Yes, you can do it, but it will result in not updating the databases with that deleted data, so your node will still believe that’s full. To make it correct you would need to restart the node to allow the used-space-filewalker update the databases with a correct stat.
Not sure, that’s worth it.
This suggestion
could help and avoid to re-run a used-space-filewalker.
There are 22k files moved into each trash folder and now deleted in parallel on my node.
It takes 30 min to move this 22k file from blobs folder to the trash folder and then 25 min to delete… and it is multiplied by 1024 times… actually there are 270 folder left to move and some 900 to delete…
The node is on a WD101EFBX drive. It seems the badger cache does not help here…
That may be only for the collector, a limitation on a per hour interval (who’s value is as also set in the config.) - Not sure, haven’t looked at the code. Credit possibly: @Alexey, I think it’s something he mentioned that variable did, a few months ago.
There are two parameters which used in the Deleter
--storage2.delete-queue-size int size of the piece delete queue (default 10000)

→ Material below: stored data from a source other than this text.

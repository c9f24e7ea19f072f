//! Small geometric helpers: angle conversions, quaternion distance,
//! 2D rectangle overlap, and the axis-projection helpers used by the
//! shadow-map projection fitting.

use crate::foundation::math::{Quat, Vec2, Vec3};

/// Convert an angle in degrees to radians
pub fn degrees_to_radians(angle_in_degrees: f32) -> f32 {
    std::f32::consts::PI * angle_in_degrees / 180.0
}

/// Convert an angle in radians to degrees
pub fn radians_to_degrees(angle_in_radians: f32) -> f32 {
    180.0 * angle_in_radians / std::f32::consts::PI
}

/// Angular distance between two rotations, in radians.
///
/// Uses the inner-product form `acos(2 * <q1, q2>^2 - 1)`; the result is in
/// `[0, pi]` and insensitive to the double-cover sign of the quaternions.
pub fn radial_distance(q1: &Quat, q2: &Quat) -> f32 {
    let inner_product = q1.coords.dot(&q2.coords);
    (2.0 * inner_product * inner_product - 1.0).clamp(-1.0, 1.0).acos()
}

/// Return true when two 2D rectangles overlap
pub fn rects_overlap(r1_min: Vec2, r1_max: Vec2, r2_min: Vec2, r2_max: Vec2) -> bool {
    !(r1_max.x < r2_min.x || r2_max.x < r1_min.x || r1_max.y < r2_min.y || r2_max.y < r1_min.y)
}

/// Pick two unit axes perpendicular to `z_axis`, forming a right-handed
/// basis `(x, y, z)`
pub fn two_perp_axes(z_axis: Vec3) -> (Vec3, Vec3) {
    let z_axis = z_axis.normalize();
    let delta = 0.01;
    let x_axis = if z_axis.x.abs() < delta && z_axis.y.abs() < delta {
        // z is (anti)parallel to the world z axis
        Vec3::new(1.0, 0.0, 0.0)
    } else {
        Vec3::new(z_axis.y, -z_axis.x, 0.0).normalize()
    };
    let y_axis = z_axis.cross(&x_axis);
    (x_axis, y_axis)
}

/// Project a point onto three (unit-length) axes, returning its coordinates
/// in that basis
pub fn project_coord(point: Vec3, dir_x: Vec3, dir_y: Vec3, dir_z: Vec3) -> Vec3 {
    Vec3::new(point.dot(&dir_x), point.dot(&dir_y), point.dot(&dir_z))
}

#[cfg(test)]
mod tests {
    use super::*;
    use crate::foundation::math::Quat;
    use approx::assert_relative_eq;
    use std::f32::consts::{FRAC_PI_2, PI};

    #[test]
    fn test_angle_conversions_are_inverse() {
        assert_relative_eq!(degrees_to_radians(180.0), PI);
        assert_relative_eq!(radians_to_degrees(PI), 180.0);
        assert_relative_eq!(radians_to_degrees(degrees_to_radians(37.5)), 37.5, epsilon = 1e-5);
    }

    #[test]
    fn test_radial_distance_of_identical_rotations_is_zero() {
        let q = Quat::from_axis_angle(&Vec3::y_axis(), 0.7);
        assert_relative_eq!(radial_distance(&q, &q), 0.0, epsilon = 1e-3);
    }

    #[test]
    fn test_radial_distance_of_quarter_turn() {
        let q1 = Quat::identity();
        let q2 = Quat::from_axis_angle(&Vec3::x_axis(), FRAC_PI_2);
        assert_relative_eq!(radial_distance(&q1, &q2), FRAC_PI_2, epsilon = 1e-5);
    }

    #[test]
    fn test_rects_overlap() {
        let overlap = rects_overlap(
            Vec2::new(0.0, 0.0),
            Vec2::new(2.0, 2.0),
            Vec2::new(1.0, 1.0),
            Vec2::new(3.0, 3.0),
        );
        assert!(overlap);

        let disjoint = rects_overlap(
            Vec2::new(0.0, 0.0),
            Vec2::new(1.0, 1.0),
            Vec2::new(2.0, 2.0),
            Vec2::new(3.0, 3.0),
        );
        assert!(!disjoint);

        // touching edges count as overlapping
        let touching = rects_overlap(
            Vec2::new(0.0, 0.0),
            Vec2::new(1.0, 1.0),
            Vec2::new(1.0, 0.0),
            Vec2::new(2.0, 1.0),
        );
        assert!(touching);
    }

    #[test]
    fn test_two_perp_axes_form_orthonormal_basis() {
        for z in [
            Vec3::new(0.0, 0.0, -1.0),
            Vec3::new(1.0, 2.0, 3.0),
            Vec3::new(-4.0, 0.5, 0.0),
        ] {
            let (x, y) = two_perp_axes(z);
            let z = z.normalize();
            assert_relative_eq!(x.norm(), 1.0, epsilon = 1e-5);
            assert_relative_eq!(y.norm(), 1.0, epsilon = 1e-5);
            assert_relative_eq!(x.dot(&z), 0.0, epsilon = 1e-5);
            assert_relative_eq!(y.dot(&z), 0.0, epsilon = 1e-5);
            assert_relative_eq!(x.dot(&y), 0.0, epsilon = 1e-5);
        }
    }

    #[test]
    fn test_project_coord_recovers_basis_coordinates() {
        let (x, y) = two_perp_axes(Vec3::new(0.0, 0.0, -1.0));
        let z = Vec3::new(0.0, 0.0, -1.0);
        let p = x * 2.0 + y * 3.0 + z * 4.0;
        let coords = project_coord(p, x, y, z);
        assert_relative_eq!(coords, Vec3::new(2.0, 3.0, 4.0), epsilon = 1e-5);
    }
}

--storage2.delete-workers int how many piece delete workers (default 1)
Yes, even from libuplink (by default). I believe that this feature is disabled on all satellites.
But perhaps you can still call it explicitly in your code using libuplink.
Since the bug was fixed, my trash has been growing day by day. Today, +1 TB of overused has appeared. Is this the expected behavior? I don’t have any folders older than 7 days in the trash folders.